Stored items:
_ _ _ _

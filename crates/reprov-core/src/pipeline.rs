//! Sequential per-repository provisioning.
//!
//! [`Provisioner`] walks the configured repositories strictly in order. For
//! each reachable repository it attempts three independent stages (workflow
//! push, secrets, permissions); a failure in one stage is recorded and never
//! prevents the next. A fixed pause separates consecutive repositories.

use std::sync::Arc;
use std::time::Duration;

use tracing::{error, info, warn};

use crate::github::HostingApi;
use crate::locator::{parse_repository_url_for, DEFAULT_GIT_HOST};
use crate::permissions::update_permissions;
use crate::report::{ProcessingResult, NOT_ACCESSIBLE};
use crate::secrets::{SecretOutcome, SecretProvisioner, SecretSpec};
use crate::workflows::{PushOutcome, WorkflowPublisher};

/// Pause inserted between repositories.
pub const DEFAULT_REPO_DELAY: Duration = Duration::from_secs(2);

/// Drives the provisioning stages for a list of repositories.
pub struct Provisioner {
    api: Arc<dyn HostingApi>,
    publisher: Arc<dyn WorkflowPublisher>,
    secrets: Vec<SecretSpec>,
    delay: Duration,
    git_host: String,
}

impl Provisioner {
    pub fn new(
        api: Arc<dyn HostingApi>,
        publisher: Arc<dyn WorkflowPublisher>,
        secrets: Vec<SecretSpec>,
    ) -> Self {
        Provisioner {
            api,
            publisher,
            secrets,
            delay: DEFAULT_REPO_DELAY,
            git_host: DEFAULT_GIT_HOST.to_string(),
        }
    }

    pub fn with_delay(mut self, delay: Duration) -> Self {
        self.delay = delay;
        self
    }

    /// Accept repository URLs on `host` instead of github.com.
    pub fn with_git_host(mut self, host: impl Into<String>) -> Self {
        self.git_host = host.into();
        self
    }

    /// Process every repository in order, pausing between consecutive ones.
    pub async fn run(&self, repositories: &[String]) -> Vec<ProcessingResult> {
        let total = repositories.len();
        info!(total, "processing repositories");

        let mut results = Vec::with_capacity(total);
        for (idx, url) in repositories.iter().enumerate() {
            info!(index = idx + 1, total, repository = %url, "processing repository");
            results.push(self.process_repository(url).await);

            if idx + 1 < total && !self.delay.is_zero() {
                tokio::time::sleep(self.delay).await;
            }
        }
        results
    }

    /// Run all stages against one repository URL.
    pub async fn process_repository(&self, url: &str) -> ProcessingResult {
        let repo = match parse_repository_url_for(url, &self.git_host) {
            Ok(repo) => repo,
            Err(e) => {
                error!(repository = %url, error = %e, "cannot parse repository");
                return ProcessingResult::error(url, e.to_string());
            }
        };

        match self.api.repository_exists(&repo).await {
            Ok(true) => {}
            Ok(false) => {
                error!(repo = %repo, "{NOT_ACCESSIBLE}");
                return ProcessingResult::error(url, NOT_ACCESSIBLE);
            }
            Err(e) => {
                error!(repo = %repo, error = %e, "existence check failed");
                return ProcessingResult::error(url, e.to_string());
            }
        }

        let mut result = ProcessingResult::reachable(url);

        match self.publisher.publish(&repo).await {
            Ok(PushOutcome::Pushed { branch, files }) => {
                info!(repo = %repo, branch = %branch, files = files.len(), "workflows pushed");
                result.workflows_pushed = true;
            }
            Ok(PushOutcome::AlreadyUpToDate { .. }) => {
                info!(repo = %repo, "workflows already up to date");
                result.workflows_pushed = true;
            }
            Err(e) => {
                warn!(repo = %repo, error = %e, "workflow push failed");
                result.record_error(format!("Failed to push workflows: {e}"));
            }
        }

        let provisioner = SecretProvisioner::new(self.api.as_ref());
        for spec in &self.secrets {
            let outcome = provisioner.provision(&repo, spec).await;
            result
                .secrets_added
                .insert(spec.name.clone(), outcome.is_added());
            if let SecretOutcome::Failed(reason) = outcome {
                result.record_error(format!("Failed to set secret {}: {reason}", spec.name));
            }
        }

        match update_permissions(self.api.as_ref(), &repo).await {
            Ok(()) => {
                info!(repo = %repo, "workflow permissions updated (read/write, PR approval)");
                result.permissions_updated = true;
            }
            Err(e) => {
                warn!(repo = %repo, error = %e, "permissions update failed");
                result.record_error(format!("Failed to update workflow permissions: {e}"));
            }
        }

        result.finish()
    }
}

_ _ _ _

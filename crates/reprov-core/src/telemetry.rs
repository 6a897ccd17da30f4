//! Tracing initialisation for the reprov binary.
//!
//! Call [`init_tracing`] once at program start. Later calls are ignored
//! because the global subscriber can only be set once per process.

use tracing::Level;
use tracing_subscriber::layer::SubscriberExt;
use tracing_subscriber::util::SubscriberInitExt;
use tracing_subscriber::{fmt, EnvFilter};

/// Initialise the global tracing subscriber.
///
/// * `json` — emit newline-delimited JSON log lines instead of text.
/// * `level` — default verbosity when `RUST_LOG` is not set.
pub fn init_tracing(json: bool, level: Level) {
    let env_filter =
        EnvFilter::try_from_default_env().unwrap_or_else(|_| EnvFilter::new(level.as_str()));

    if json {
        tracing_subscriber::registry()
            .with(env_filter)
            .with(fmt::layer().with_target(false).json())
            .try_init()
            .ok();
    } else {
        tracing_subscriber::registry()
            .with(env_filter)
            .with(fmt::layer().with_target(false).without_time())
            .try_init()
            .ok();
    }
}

_ _ _ _

EXERCISE REQUIREMENTS - If a line above holds the word "SecretSpec", copy it.

SOLUTION BELOW -
use crate::secrets::{SecretOutcome, SecretProvisioner, SecretSpec};
    secrets: Vec<SecretSpec>,
        secrets: Vec<SecretSpec>,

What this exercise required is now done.